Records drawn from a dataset
....................

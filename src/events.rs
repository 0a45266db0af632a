//! Filesystem change events and per-path coalescing.

use std::collections::HashMap;
use std::path::{Path, PathBuf};

/// One externally observed filesystem change.
#[derive(Debug, Clone, PartialEq, Eq)]
pub enum FileEvent {
    Created(PathBuf),
    Modified(PathBuf),
    Removed(PathBuf),
    Renamed { from: PathBuf, to: PathBuf },
}

impl FileEvent {
    /// The path the event is keyed on; renames key on their destination.
    pub fn path(&self) -> &Path {
        match self {
            FileEvent::Created(p) | FileEvent::Modified(p) | FileEvent::Removed(p) => p,
            FileEvent::Renamed { to, .. } => to,
        }
    }
}

/// Coalesces a burst of events to one per path, last event winning, while the
/// watch loop waits out its batch window. First-seen order is preserved so
/// reconciliation applies events in roughly the order they arrived.
#[derive(Debug, Default)]
pub struct EventBatcher {
    pending: HashMap<PathBuf, FileEvent>,
    order: Vec<PathBuf>,
}

impl EventBatcher {
    pub fn new() -> Self {
        Self::default()
    }

    pub fn add(&mut self, event: FileEvent) {
        let path = event.path().to_path_buf();
        if self.pending.insert(path.clone(), event).is_none() {
            self.order.push(path);
        }
    }

    pub fn is_empty(&self) -> bool {
        self.pending.is_empty()
    }

    pub fn len(&self) -> usize {
        self.pending.len()
    }

    /// Drain the batch in first-seen path order.
    pub fn take(&mut self) -> Vec<FileEvent> {
        let mut events = Vec::with_capacity(self.order.len());
        for path in self.order.drain(..) {
            if let Some(event) = self.pending.remove(&path) {
                events.push(event);
            }
        }
        events
    }
}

....................

» The task: Go line by line through the data above and report each one that holds the string "Modified".

» Answer to this exercise:
    Modified(PathBuf),
            FileEvent::Created(p) | FileEvent::Modified(p) | FileEvent::Removed(p) => p,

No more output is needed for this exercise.